**Work order:**
Work out how many lines of the data hold the string "Lazy", and reply with that number alone.

**Material provided:**
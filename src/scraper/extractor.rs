//! Per-node field extraction.
//!
//! Each match node yields team names, an optional grouping header
//! (country + league), a free-text time/status label and the score cells
//! of the currently active period. Country and league are run-length
//! encoded in the listing: stated once per group, implied for following
//! nodes. The prevailing values travel in an explicit [`GroupContext`]
//! threaded through every call, never in ambient state.

use once_cell::sync::Lazy;
use regex::Regex;

use crate::error::{ExtractError, SessionError};
use crate::scraper::session::DomSession;
use crate::sports::ScoringRules;
use crate::types::{MatchRecord, MatchStatus, PeriodScore};

/// Team name paragraphs; the site emits the two class orderings
/// interchangeably.
const TEAM_NAME_SELECTORS: [&str; 2] = [
    "p[class=\"truncate participant-name\"]",
    "p[class=\"participant-name truncate\"]",
];

/// Sub-elements of the optional grouping header block.
const HEADER_SELECTOR: &str = "div[set] > div";

const COUNTRY_SELECTORS: [&str; 2] = [
    "p[class=\"truncate max-sm:hidden\"]",
    "p[class=\"max-sm:hidden truncate\"]",
];

/// League link block; the third link carries the league name.
const LEAGUE_LINKS_SELECTOR: &str = "div > a";

const TIME_SELECTOR: &str = "div > div > a > div > div > div p";

const SCORE_BLOCK_SELECTOR: &str = "div > div > a > div > div.flex.w-full > div > div > div > div";

/// Exact `HH:MM` kickoff pattern, 24-hour clock.
static KICKOFF_RE: Lazy<Regex> =
    Lazy::new(|| Regex::new(r"^([01]\d|2[0-3]):([0-5]\d)$").unwrap());

/// The listing's break token.
const BREAK_TOKEN: &str = "HT";

/// Prevailing country/league, carried across the per-node fold.
#[derive(Debug, Clone, Default, PartialEq, Eq)]
pub struct GroupContext {
    pub country: String,
    pub league: String,
}

/// Grouping header of a node that starts a new country/league group.
#[derive(Debug, Clone)]
pub struct GroupHeader {
    pub country: Option<String>,
    pub league: Option<String>,
}

/// Extract one match node.
///
/// Updates `ctx` when the node carries a grouping header. A node without
/// team names is a `MissingField` error the caller drops; it touches
/// neither output nor context.
pub async fn extract_node<S: DomSession>(
    session: &S,
    node: &S::Node,
    rules: &ScoringRules,
    ctx: &mut GroupContext,
) -> Result<MatchRecord, ExtractError> {
    let (home, away) = find_team_nodes(session, node)
        .await?
        .ok_or(ExtractError::MissingField("team names"))?;

    let home_team = session.read_text(&home).await?.trim().to_string();
    let away_team = session.read_text(&away).await?.trim().to_string();
    let mut record = MatchRecord::new(home_team, away_team);

    match read_group_header(session, node).await? {
        Some(header) => {
            if let Some(country) = header.country {
                record.country = country.clone();
                ctx.country = country;
            }
            if let Some(league) = header.league {
                record.league = league.clone();
                ctx.league = league;
            }
        }
        None => {
            record.country = ctx.country.clone();
            record.league = ctx.league.clone();
        }
    }

    if let Some(label_node) = session.query_in(node, TIME_SELECTOR).await? {
        let label = session.read_text(&label_node).await?;
        record.status = classify_status(label.trim());
    }

    read_period_score(session, node, rules, &mut record).await?;

    Ok(record)
}

/// The two required team-name elements, or `None` when neither selector
/// variant yields them.
pub(crate) async fn find_team_nodes<S: DomSession>(
    session: &S,
    node: &S::Node,
) -> Result<Option<(S::Node, S::Node)>, SessionError> {
    for selector in TEAM_NAME_SELECTORS {
        let mut names = session.query_all_in(node, selector).await?;
        if names.len() >= 2 {
            let away = names.swap_remove(1);
            let home = names.swap_remove(0);
            return Ok(Some((home, away)));
        }
    }
    Ok(None)
}

/// Read the grouping header block, `None` when the node carries none.
///
/// The header is exactly three sub-elements; the first holds the country
/// label and the league link block.
pub(crate) async fn read_group_header<S: DomSession>(
    session: &S,
    node: &S::Node,
) -> Result<Option<GroupHeader>, SessionError> {
    let parts = session.query_all_in(node, HEADER_SELECTOR).await?;
    if parts.len() != 3 {
        return Ok(None);
    }
    let league_div = &parts[0];

    let mut country = None;
    for selector in COUNTRY_SELECTORS {
        if let Some(label) = session.query_in(league_div, selector).await? {
            let text = session.read_text(&label).await?.trim().to_string();
            if !text.is_empty() {
                country = Some(text);
            }
            break;
        }
    }

    let mut league = None;
    let links = session.query_all_in(league_div, LEAGUE_LINKS_SELECTOR).await?;
    if links.len() == 3 {
        let text = session.read_text(&links[2]).await?.trim().to_string();
        if !text.is_empty() {
            league = Some(text);
        }
    }

    Ok(Some(GroupHeader { country, league }))
}

/// Classify a free-text time/status label. Rule order is load-bearing:
/// exact `HH:MM` first, then digit concatenation as elapsed minutes,
/// then the break token, else `Unknown`.
pub fn classify_status(label: &str) -> MatchStatus {
    if let Some(caps) = KICKOFF_RE.captures(label) {
        let hour: u32 = caps[1].parse().unwrap_or(0);
        let minute: u32 = caps[2].parse().unwrap_or(0);
        if let Some(time) = chrono::NaiveTime::from_hms_opt(hour, minute, 0) {
            return MatchStatus::ScheduledAt(time);
        }
    }

    let digits: String = label.chars().filter(char::is_ascii_digit).collect();
    if let Ok(minutes) = digits.parse::<u32>() {
        return MatchStatus::LiveElapsed(minutes);
    }

    if label == BREAK_TOKEN {
        return MatchStatus::InBreak;
    }

    MatchStatus::Unknown
}

/// Empty cell means "not yet scored", never zero.
pub fn parse_score_cell(text: &str) -> Option<u32> {
    let text = text.trim();
    if text.is_empty() {
        return None;
    }
    text.parse().ok()
}

/// Read the active period's two score cells and append exactly one
/// `PeriodScore`. Skipped silently when the node has no score block yet.
async fn read_period_score<S: DomSession>(
    session: &S,
    node: &S::Node,
    rules: &ScoringRules,
    record: &mut MatchRecord,
) -> Result<(), SessionError> {
    let Some(block) = session.query_in(node, SCORE_BLOCK_SELECTOR).await? else {
        return Ok(());
    };
    let cells = session.query_all_in(&block, "div").await?;
    if cells.len() < 2 {
        return Ok(());
    }

    let home = parse_score_cell(&session.read_text(&cells[0]).await?);
    let away = parse_score_cell(&session.read_text(&cells[1]).await?);

    let number = record.period_scores.len() as u32 + 1;
    record.period_scores.push(PeriodScore {
        number: Some(number),
        period_type: rules.period_type_for(number),
        home,
        away,
    });
    Ok(())
}

#[cfg(test)]
mod tests {
    use super::*;
    use chrono::NaiveTime;

    #[test]
    fn test_classify_kickoff_time() {
        assert_eq!(
            classify_status("19:30"),
            MatchStatus::ScheduledAt(NaiveTime::from_hms_opt(19, 30, 0).unwrap())
        );
        assert_eq!(
            classify_status("00:00"),
            MatchStatus::ScheduledAt(NaiveTime::from_hms_opt(0, 0, 0).unwrap())
        );
    }

    #[test]
    fn test_classify_live_minutes() {
        assert_eq!(classify_status("45"), MatchStatus::LiveElapsed(45));
        // Digit concatenation over the whole label, as the listing
        // renders live clocks like "90+2'".
        assert_eq!(classify_status("45'"), MatchStatus::LiveElapsed(45));
        assert_eq!(classify_status("90+2'"), MatchStatus::LiveElapsed(902));
    }

    #[test]
    fn test_classify_break_token() {
        assert_eq!(classify_status("HT"), MatchStatus::InBreak);
    }

    #[test]
    fn test_classify_unknown() {
        assert_eq!(classify_status("postponed"), MatchStatus::Unknown);
        assert_eq!(classify_status(""), MatchStatus::Unknown);
        // 25-hour labels are not kickoff times, and their digits make
        // them live clocks under rule order.
        assert_eq!(classify_status("25:61"), MatchStatus::LiveElapsed(2561));
    }

    #[test]
    fn test_score_cell_parsing() {
        assert_eq!(parse_score_cell(""), None);
        assert_eq!(parse_score_cell("  "), None);
        assert_eq!(parse_score_cell("2"), Some(2));
        assert_eq!(parse_score_cell(" 11 "), Some(11));
        assert_eq!(parse_score_cell("x"), None);
    }
}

**Result:**
3